ゲーム、「レインボーファンダジー」その舞台となる宮殿。

そこは、キキョウには見覚えのあるところだった。


「なんで、ここが」


にわかに信じられない様子のキキョウ。

昔の記憶を頼りにアバターを進めてみた。


「ここに隠し部屋があるはず」

と、壁を探ると、モニターには大きな扉が現れた。


「おお!シラユキが新エリアを発見したぞ」

と驚きの声で実況が伝える。

騒然となる周囲の観客たち。


他の参加者も、思わず手を止めて、キキョウを見つめていた。

アバター ウルフVo.1を操る雄太も、思わずキキョウを凝視した。

信じられない、と言った表情で。


スクリーンに映し出される、各アバター期待度ランキング、

この場の観客と、配信をみている視聴者が、優勝しそうなアバターに1票と投じるシステムだ。

最下位に近かったシラユキが大幅に順位を上げた。


「そんなにすごいこと?」

そういうキキョウに、


「ここで新エリアが見つかるのは、2回目だ。

前は、このゲームの製作に携わった奴が見つけたから、一般ユーザーが発見するのは初めてだよ」

と雄太。


もし、ここが自分の知っている「宮殿」と同じ構造なら、隠し部屋や隠し通路など、たくさんの秘密がある。


「懐かしいな」

とキキョウは小さくつぶやいた。


そして頭に、幼いころの古い記憶がよみがえっていた。


ここは、名前こそ「宮殿」で女神の住処ではあったが、実際には牢獄だった。

自分と、キキョウノウエとよばれた母はここに軟禁されていたのだ。


キキョウの一番古い記憶は、この宮殿から始まっていた。

この冷たい石の壁に阻まれ、外界を遮断された生活。

それが何年続いたのだろう。


その間も、母と会うことは許されなかった。

いつも一人、小さな部屋にいた。


「浄化が終わるまで、あなたを外に出すことはできない」

と世話係の者が言っていた。


「キキョウさん!」

雄太の声で我に返るキキョウ。


ハッとしてスクリーンを見ると、シラユキが多くの「敵」に取り囲まれている。

その姿は、黒い球状、まるでキキョウの使い魔イレジウムのようだ。


「なに、これ?」

とキキョウが叫び声をあげるが、それより早くスクリーンのイレジウムもどきが攻撃を仕掛けて来た。


パシン、パシンとシラユキに光の光線が当たる。

そのたびに、シラユキの「HP」と言われるアバターの命が減っていく。

これが「0」になれば、ここでゲーム終了だ。


「防御して反撃を」

と隣の雄太が言う。


「防御?反撃?どうやって?」

とキキョウ。

うろたえながらも、雄太に用意してもらった「操作手順書」と首っ引きでゲーム機を操る。


「あ、できた。

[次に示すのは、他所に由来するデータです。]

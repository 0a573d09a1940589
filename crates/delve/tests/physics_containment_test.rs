//! # Physics Containment Test
//!
//! Bodies dropped into a walled pit must come to rest on the floor and never
//! end a step overlapping a solid tile.

use delve::{PhysicsConfig, PhysicsResolver};
use delve_core::{Collider, Ecs, Handle, Transform, Vec2, Velocity};
use delve_procedural::{EmptyGenerator, Tile, TileWorld};
use rand::{Rng, SeedableRng};
use rand_chacha::ChaCha8Rng;

const DT: f32 = 1.0 / 60.0;

/// Stone floor at row 10 for x in [-15, 15], plus walls at x = -16 and 16.
fn walled_pit() -> TileWorld {
    let mut world = TileWorld::with_generator(32, EmptyGenerator);
    for x in -15..=15 {
        world.set(x, 10, Tile::STONE);
    }
    for y in -10..=10 {
        world.set(-16, y, Tile::STONE);
        world.set(16, y, Tile::STONE);
    }
    world
}

fn spawn_body(ecs: &mut Ecs, pos: Vec2, vel: Vec2, half: Vec2) -> Handle {
    let e = ecs.spawn();
    ecs.add(e, Transform::at(pos));
    ecs.add(e, Velocity::new(vel.x, vel.y));
    ecs.add(e, Collider::new(half.x, half.y));
    e
}

fn overlaps_solid(world: &mut TileWorld, pos: Vec2, half: Vec2) -> Option<(i32, i32)> {
    let (left, right) = (pos.x - half.x, pos.x + half.x);
    let (top, bottom) = (pos.y - half.y, pos.y + half.y);
    let x0 = (left / 32.0).floor() as i32;
    let x1 = (right / 32.0).floor() as i32;
    let y0 = (top / 32.0).floor() as i32;
    let y1 = (bottom / 32.0).floor() as i32;

    for ty in y0..=y1 {
        for tx in x0..=x1 {
            if !world.is_solid_at(tx, ty) {
                continue;
            }
            let (t0, s0) = ((tx * 32) as f32, (ty * 32) as f32);
            let strictly_inside = right > t0 && left < t0 + 32.0 && bottom > s0 && top < s0 + 32.0;
            if strictly_inside {
                return Some((tx, ty));
            }
        }
    }
    None
}

/// Test: a dropped body rests exactly on the floor top.
#[test]
fn test_drop_rests_on_floor() {
    let mut world = walled_pit();
    let mut ecs = Ecs::new();
    let resolver = PhysicsResolver::new(&PhysicsConfig::default());
    let body = spawn_body(&mut ecs, Vec2::new(0.0, 200.0), Vec2::ZERO, Vec2::new(14.0, 20.0));

    for _ in 0..240 {
        resolver.step(&mut ecs, &mut world, DT);
    }

    let pos = ecs.transforms.get(body).unwrap().pos;
    assert!((pos.y + 20.0 - 320.0).abs() < f32::EPSILON, "bottom {} != 320", pos.y + 20.0);
    assert!(ecs.colliders.get(body).unwrap().on_ground);
    assert!(ecs.velocities.get(body).unwrap().v.y.abs() < f32::EPSILON);
}

/// Test: a body resting on the floor stays put and stays grounded.
#[test]
fn test_resting_body_is_stable() {
    let mut world = walled_pit();
    let mut ecs = Ecs::new();
    let resolver = PhysicsResolver::new(&PhysicsConfig::default());
    let body = spawn_body(&mut ecs, Vec2::new(64.0, 300.0), Vec2::ZERO, Vec2::new(14.0, 20.0));

    for _ in 0..120 {
        let stats = resolver.step(&mut ecs, &mut world, DT);
        assert_eq!(stats.grounded, 1);
        assert_eq!(ecs.transforms.get(body).unwrap().pos, Vec2::new(64.0, 300.0));
    }
}

/// Test: random bodies never end a step inside a solid tile, and all settle on the floor.
#[test]
fn test_random_bodies_stay_out_of_solids() {
    let mut rng = ChaCha8Rng::seed_from_u64(0xDE17E);
    let mut world = walled_pit();
    let mut ecs = Ecs::new();
    let resolver = PhysicsResolver::new(&PhysicsConfig::default());

    let mut bodies = Vec::new();
    for _ in 0..64 {
        let half = Vec2::new(rng.gen_range(4..=15) as f32, rng.gen_range(4..=15) as f32);
        let pos = Vec2::new(rng.gen_range(-400.0..400.0), rng.gen_range(0.0..250.0));
        let vel = Vec2::new(rng.gen_range(-600.0..600.0), rng.gen_range(-200.0..200.0));
        bodies.push((spawn_body(&mut ecs, pos, vel, half), half));
    }

    for step in 0..600 {
        resolver.step(&mut ecs, &mut world, DT);
        for &(handle, half) in &bodies {
            let pos = ecs.transforms.get(handle).unwrap().pos;
            if let Some(tile) = overlaps_solid(&mut world, pos, half) {
                panic!("body {handle:?} overlaps solid tile {tile:?} after step {step}");
            }
        }
    }

    for &(handle, half) in &bodies {
        let pos = ecs.transforms.get(handle).unwrap().pos;
        assert!((pos.y + half.y - 320.0).abs() < 1e-3, "body {handle:?} did not land");
        assert!(ecs.colliders.get(handle).unwrap().on_ground);
        assert!(pos.x - half.x >= -480.0 && pos.x + half.x <= 512.0, "body escaped the pit");
    }
}

/// Test: destroyed bodies are left where they were.
#[test]
fn test_despawned_body_is_not_simulated() {
    let mut world = walled_pit();
    let mut ecs = Ecs::new();
    let resolver = PhysicsResolver::new(&PhysicsConfig::default());
    let live = spawn_body(&mut ecs, Vec2::new(0.0, 100.0), Vec2::ZERO, Vec2::new(14.0, 20.0));
    let dead = spawn_body(&mut ecs, Vec2::new(100.0, 100.0), Vec2::ZERO, Vec2::new(14.0, 20.0));
    ecs.registry.destroy(dead);

    let stats = resolver.step(&mut ecs, &mut world, DT);
    assert_eq!(stats.bodies, 1);
    assert!(ecs.transforms.get(live).unwrap().pos.y > 100.0);
    // Components outlive the handle until pruned, untouched
    assert_eq!(ecs.transforms.get(dead).unwrap().pos, Vec2::new(100.0, 100.0));
    assert_eq!(ecs.prune_dead(), 3);
    assert!(ecs.transforms.get(dead).is_none());
}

防御」

上手くかわすことができたようだ。


それから、反撃に転じた。

黒丸を次々と撃破していくシラユキ。

なかなか、軽やかだ。


なんとか、窮地を脱したシラユキ。

見ればHPはかなり減ってしまっていた。


「どこかで補給を」

と雄太に促されるが、


「どうすれば」

ととまどうキキョウ。


「ごめん、こっちもバトル中だ。ちょっと手が離せない」

雄太は自身のアバター、ウルフVo.1の戦いに集中していた。


ここでHPを回復させるには、「食べ物」を食べるか、参戦している他のアバターに攻撃を仕掛け、

HPを奪い取るかだ。


「それならば」

とキキョウ。


記憶を頼りに、食料が保管されていた倉庫を探す。

そうだ、この壁の向こうのはず。

しかし、スクリーンではそこは行き止まりだ。


「じゃあ」

とその壁を攻撃するシラユキ。

すると、壁が壊れまたしても新たな扉が現れた。


「お、おお? シラユキ、またしても隠し扉をみつけたか!」

場内に実況の声がこだまする。


出現した扉を開けると、思った通りそこは食料貯蔵庫だった。

たくさんの食べ物をアバターのシラユキに食べさせて、HPを回復させる。


するとその背後に、

別のアバターが出現していた。

他の参加者が、シラユキのHPを奪うために、やってきたのだ。


「お、シラユキとコウシロウとのバトルか?」

と実況。


コウシロウを言うそのアバターは、操る本人に似て身体が大きく野蛮そうな雰囲気だ。

シラユキがかわす間もなく、手に持っていた大きな剣をシラユキに向け振り下ろした。


「これは、シラユキ、大ダメージか」

実況の声が一段と大きくなった。


場内の観衆も、シラユキのピンチを確信したが、その瞬間、二人の間に割って入ったものがいた。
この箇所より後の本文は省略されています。